The Gas & Services operating margin stood
at 17.8%, up + 30 basis points excluding energy
compared with the 1st half 2017.
Net profit (Group share) amounted to
1,040 million euros in the 1st half of 2018, an
increase of +12.1% or more than +20% excluding the currency
impact.
Net cash after changes in working capital requirement (and
other items) was 1,770 million euros, an increase
of +11.1% compared with the 1st half of 2017, largely
exceeding the change in sales (published change of -1.3%).

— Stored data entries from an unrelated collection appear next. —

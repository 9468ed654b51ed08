//! Logging configuration and initialization.

use serde::Deserialize;
use tracing_subscriber::{fmt, EnvFilter};

/// Levels in the order `-v` steps through them.
const LEVELS: [&str; 5] = ["error", "warn", "info", "debug", "trace"];

/// Logging configuration.
#[derive(Debug, Clone, Deserialize)]
#[serde(default)]
pub struct LoggingConfig {
    pub level: String,
    pub format: String,
}

impl LoggingConfig {
    /// Filter directive after applying `verbosity` extra `-v` steps.
    ///
    /// A level that is not a plain level name (e.g. `walletctl=debug`) is
    /// used as-is.
    #[must_use]
    pub fn effective_level(&self, verbosity: u8) -> String {
        let base = self.level.trim().to_ascii_lowercase();
        match LEVELS.iter().position(|level| *level == base) {
            Some(index) => {
                let raised = (index + usize::from(verbosity)).min(LEVELS.len() - 1);
                LEVELS[raised].to_string()
            }
            None => self.level.clone(),
        }
    }

    /// Initialize the tracing subscriber. Logs are written to stderr.
    ///
    /// `RUST_LOG` takes precedence over the configured level.
    pub fn init(&self, verbosity: u8) {
        let filter = EnvFilter::try_from_default_env()
            .unwrap_or_else(|_| EnvFilter::new(self.effective_level(verbosity)));

        // A subscriber may already be installed (tests); keep it.
        let _ = match self.format.as_str() {
            "json" => fmt()
                .json()
                .with_env_filter(filter)
                .with_writer(std::io::stderr)
                .try_init(),
            _ => fmt()
                .with_env_filter(filter)
                .with_writer(std::io::stderr)
                .try_init(),
        };
    }
}

impl Default for LoggingConfig {
    fn default() -> Self {
        Self {
            level: "warn".into(),
            format: "pretty".into(),
        }
    }
}
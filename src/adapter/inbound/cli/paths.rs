//! Path utilities for walletctl.
//!
//! All data lives under `~/.walletctl/`:
//! - `~/.walletctl/config.toml` - configuration
//! - `~/.walletctl/wallets.json` - wallet store (read-only here)

use std::path::PathBuf;

/// Returns the walletctl home directory (`~/.walletctl/`).
pub fn home_dir() -> PathBuf {
    dirs::home_dir()
        .unwrap_or_else(|| PathBuf::from("."))
        .join(".walletctl")
}

/// Returns the default config file path (`~/.walletctl/config.toml`).
pub fn default_config() -> PathBuf {
    home_dir().join("config.toml")
}

/// Returns the default wallet store path (`~/.walletctl/wallets.json`).
pub fn default_wallet_store() -> PathBuf {
    home_dir().join("wallets.json")
}
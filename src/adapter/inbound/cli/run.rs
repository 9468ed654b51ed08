//! Subcommand dispatch, exit statuses and error reporting.

use std::process::ExitCode;

use super::command::Commands;
use super::{output, transfer, verify};

use crate::error::{Error, PreconditionError, ValidationError};
use crate::infrastructure::config::Config;

/// Exit status for a command that ran to completion but did not succeed
/// (insufficient balance, reverted transaction, no verification match).
pub const OUTCOME_NOT_SUCCESSFUL: u8 = 2;

/// Run the parsed subcommand.
///
/// # Errors
///
/// Returns the error that stopped the command; reported outcomes are
/// mapped to an exit code instead.
pub async fn dispatch(command: &Commands, config: &Config) -> crate::error::Result<ExitCode> {
    match command {
        Commands::Transfer(args) => transfer::execute(args, config).await,
        Commands::Verify(args) => verify::execute(args, config).await,
    }
}

/// Print an error and, where one applies, a hint for fixing it.
pub fn report_error(error: &Error) {
    output::error(&error.to_string());
    if let Some(hint) = hint_for(error) {
        output::hint(hint);
    }
}

fn hint_for(error: &Error) -> Option<&'static str> {
    match error {
        Error::Precondition(PreconditionError::SignerUnavailable { .. }) => Some(
            "set WALLETCTL_PRIVATE_KEY, or add `privateKey` or `keystorePath` to the wallet record",
        ),
        Error::Precondition(PreconditionError::SignerMismatch { .. }) => {
            Some("the signing key must belong to the active wallet's address")
        }
        Error::Precondition(PreconditionError::ChainMismatch { .. }) => {
            Some("check `rpc_url` under `[networks.*]` in the config file")
        }
        Error::Validation(ValidationError::InvalidAmount { .. }) | Error::Domain(_) => {
            Some("amounts are in ether with at most 18 decimal places, e.g. 0.25")
        }
        e if e.is_transient() => Some("check your network connection and the explorer status"),
        _ => None,
    }
}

Net indebtedness at June 30, 2018 reached
14,217 million euros.
The 12-month portfolio of opportunities totaled
2.5 billion euros at the end of June 2018, up
200 million euros compared with March 2018. Industrial
and financial investment decisions reached 1.4 billion
euros in the 1st half of 2018, up more than +30% compared
with the 1st half of 2017. Net capital expenditure
totaled 1,133 million euros and represented 11.1% of
sales, in line with the NEOS strategic plan.
The Air Liquide Board of Directors met on July 27, 2018.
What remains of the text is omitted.